> _PROBLEM DESCRIPTION_
There is material below. Print exactly the lines starting at the line with "repository be92e675fd770785" and ending at the line with "the player snapshots", ends included, and no others.

> _EXERCISE DATA_
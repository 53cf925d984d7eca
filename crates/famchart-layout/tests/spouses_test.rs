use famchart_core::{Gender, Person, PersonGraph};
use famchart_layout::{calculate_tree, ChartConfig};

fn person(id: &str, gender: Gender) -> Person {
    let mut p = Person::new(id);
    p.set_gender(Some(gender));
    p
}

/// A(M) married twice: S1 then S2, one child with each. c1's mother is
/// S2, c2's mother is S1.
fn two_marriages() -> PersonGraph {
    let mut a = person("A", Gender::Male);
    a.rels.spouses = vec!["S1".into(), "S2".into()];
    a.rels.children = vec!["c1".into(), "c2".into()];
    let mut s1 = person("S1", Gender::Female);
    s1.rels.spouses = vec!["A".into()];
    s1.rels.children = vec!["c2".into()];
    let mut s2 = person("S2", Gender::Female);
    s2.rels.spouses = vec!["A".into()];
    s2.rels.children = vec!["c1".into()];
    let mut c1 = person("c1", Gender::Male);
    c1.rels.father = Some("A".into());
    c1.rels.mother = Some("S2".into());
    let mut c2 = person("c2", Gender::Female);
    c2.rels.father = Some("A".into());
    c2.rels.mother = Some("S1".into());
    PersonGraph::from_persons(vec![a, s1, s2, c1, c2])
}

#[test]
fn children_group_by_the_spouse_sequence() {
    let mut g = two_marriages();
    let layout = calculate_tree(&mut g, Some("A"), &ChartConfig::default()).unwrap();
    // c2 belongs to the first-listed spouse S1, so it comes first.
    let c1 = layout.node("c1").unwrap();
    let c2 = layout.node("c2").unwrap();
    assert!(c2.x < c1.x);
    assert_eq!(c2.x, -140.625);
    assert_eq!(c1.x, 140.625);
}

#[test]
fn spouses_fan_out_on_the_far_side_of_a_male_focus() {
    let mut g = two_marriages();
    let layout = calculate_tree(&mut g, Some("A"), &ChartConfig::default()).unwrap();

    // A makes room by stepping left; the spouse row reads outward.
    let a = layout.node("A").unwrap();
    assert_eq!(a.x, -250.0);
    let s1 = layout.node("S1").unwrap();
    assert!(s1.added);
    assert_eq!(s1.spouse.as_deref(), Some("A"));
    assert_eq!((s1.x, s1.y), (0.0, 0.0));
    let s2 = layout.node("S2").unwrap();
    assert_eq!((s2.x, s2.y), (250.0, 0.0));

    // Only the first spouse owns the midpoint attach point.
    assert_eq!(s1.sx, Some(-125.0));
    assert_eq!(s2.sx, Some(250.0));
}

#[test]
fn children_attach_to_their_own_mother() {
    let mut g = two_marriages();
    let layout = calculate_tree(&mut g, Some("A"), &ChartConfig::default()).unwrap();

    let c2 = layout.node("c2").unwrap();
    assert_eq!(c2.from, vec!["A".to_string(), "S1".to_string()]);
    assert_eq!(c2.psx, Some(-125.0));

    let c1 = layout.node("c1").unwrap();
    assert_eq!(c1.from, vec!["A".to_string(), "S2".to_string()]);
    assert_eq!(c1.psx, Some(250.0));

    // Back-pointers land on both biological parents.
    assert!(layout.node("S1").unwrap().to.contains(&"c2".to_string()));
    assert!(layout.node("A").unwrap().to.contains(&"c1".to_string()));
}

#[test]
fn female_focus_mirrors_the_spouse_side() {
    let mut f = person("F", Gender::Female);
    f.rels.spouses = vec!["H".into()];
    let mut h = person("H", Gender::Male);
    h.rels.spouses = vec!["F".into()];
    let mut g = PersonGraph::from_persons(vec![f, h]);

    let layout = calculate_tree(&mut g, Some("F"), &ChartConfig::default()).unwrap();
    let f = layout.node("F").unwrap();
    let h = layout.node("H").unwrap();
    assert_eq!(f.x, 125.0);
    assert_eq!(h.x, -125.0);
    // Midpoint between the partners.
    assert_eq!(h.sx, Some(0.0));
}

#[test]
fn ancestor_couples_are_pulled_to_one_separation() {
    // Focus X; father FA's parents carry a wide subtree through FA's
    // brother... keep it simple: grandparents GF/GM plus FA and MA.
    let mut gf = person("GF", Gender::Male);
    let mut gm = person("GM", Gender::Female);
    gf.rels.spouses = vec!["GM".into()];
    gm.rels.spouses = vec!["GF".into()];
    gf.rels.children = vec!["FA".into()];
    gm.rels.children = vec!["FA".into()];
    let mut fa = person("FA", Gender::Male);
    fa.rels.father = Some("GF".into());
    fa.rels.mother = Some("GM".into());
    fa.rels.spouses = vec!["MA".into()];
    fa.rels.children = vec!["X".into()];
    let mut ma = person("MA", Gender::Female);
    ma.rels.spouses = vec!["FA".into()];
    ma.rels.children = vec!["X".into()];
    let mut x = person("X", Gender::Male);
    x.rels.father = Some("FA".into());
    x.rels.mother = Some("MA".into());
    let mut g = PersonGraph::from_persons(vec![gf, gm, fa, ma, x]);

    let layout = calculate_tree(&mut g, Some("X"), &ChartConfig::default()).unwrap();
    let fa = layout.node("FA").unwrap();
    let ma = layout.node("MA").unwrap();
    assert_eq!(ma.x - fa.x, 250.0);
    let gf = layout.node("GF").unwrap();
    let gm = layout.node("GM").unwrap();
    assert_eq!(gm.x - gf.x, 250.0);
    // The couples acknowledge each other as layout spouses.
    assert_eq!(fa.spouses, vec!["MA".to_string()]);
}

...

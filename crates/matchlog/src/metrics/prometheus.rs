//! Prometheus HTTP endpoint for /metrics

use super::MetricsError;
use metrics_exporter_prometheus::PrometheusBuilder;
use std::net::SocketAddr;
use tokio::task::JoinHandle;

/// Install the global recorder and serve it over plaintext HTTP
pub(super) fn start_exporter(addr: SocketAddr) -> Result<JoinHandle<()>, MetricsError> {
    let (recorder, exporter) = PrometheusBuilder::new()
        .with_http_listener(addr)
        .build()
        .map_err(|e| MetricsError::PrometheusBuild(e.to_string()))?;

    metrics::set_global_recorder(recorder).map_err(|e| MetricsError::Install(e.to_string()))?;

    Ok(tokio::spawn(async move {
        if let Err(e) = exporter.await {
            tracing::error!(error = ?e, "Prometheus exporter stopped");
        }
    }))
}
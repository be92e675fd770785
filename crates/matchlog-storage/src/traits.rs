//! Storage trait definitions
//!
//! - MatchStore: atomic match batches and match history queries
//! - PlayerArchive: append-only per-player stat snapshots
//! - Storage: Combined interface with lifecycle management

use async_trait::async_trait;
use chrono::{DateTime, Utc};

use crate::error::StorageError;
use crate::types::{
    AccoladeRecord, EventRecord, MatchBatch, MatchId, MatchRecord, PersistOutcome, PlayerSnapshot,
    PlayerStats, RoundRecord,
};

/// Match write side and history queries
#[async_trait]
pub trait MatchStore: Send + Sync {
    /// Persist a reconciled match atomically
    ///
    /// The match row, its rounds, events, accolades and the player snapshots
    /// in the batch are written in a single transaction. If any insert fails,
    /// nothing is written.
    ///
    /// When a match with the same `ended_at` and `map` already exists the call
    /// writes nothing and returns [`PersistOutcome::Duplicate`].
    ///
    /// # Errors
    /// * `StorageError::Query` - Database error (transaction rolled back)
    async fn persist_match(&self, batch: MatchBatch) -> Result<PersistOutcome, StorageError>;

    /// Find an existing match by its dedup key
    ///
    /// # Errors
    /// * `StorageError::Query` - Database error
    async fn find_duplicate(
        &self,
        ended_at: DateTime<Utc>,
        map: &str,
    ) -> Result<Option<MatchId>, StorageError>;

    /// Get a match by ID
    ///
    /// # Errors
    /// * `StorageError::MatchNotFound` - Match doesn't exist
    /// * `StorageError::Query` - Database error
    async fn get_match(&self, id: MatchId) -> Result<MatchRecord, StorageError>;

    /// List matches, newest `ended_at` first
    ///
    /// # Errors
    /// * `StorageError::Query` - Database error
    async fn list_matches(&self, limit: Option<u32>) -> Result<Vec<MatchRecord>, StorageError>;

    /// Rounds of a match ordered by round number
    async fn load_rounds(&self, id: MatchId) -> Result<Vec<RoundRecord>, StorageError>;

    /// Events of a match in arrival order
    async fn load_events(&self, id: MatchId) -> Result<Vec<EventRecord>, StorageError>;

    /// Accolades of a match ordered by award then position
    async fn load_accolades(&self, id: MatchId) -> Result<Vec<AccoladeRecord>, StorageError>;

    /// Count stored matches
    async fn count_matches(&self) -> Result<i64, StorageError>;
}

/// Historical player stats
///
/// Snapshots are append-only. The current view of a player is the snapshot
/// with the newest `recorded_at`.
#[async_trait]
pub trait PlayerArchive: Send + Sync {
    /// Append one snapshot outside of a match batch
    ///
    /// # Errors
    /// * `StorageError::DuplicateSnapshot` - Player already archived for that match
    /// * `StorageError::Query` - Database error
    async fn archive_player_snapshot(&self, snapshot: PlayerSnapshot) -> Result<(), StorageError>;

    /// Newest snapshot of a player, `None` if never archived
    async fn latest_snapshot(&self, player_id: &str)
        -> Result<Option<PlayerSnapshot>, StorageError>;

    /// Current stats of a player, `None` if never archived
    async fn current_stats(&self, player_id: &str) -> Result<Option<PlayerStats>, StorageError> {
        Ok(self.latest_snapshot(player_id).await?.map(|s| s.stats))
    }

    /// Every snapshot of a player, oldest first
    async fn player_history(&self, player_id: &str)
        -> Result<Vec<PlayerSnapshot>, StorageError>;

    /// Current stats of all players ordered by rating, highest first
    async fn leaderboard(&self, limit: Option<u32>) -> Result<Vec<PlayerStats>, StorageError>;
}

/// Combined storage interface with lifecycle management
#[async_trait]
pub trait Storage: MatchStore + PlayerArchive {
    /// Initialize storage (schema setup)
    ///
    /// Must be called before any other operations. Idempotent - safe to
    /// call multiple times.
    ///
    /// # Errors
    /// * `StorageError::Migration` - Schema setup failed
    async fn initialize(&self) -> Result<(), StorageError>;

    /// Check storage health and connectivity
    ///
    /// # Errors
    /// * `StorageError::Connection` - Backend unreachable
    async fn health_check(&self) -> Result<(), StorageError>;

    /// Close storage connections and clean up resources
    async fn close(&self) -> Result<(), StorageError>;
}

> _RESULT OF THE TASK_
repository be92e675fd770785
filename crates/matchlog-storage/src/traits.rs
//! Storage trait definitions
//!
//! - MatchStore: atomic match batches and match history queries
//! - PlayerArchive: append-only per-player stat snapshots
//! - Storage: Combined interface with lifecycle management

use async_trait::async_trait;
use chrono::{DateTime, Utc};

use crate::error::StorageError;
use crate::types::{
    AccoladeRecord, EventRecord, MatchBatch, MatchId, MatchRecord, PersistOutcome, PlayerSnapshot,
    PlayerStats, RoundRecord,
};

/// Match write side and history queries
#[async_trait]
pub trait MatchStore: Send + Sync {
    /// Persist a reconciled match atomically
    ///
    /// The match row, its rounds, events, accolades and the player snapshots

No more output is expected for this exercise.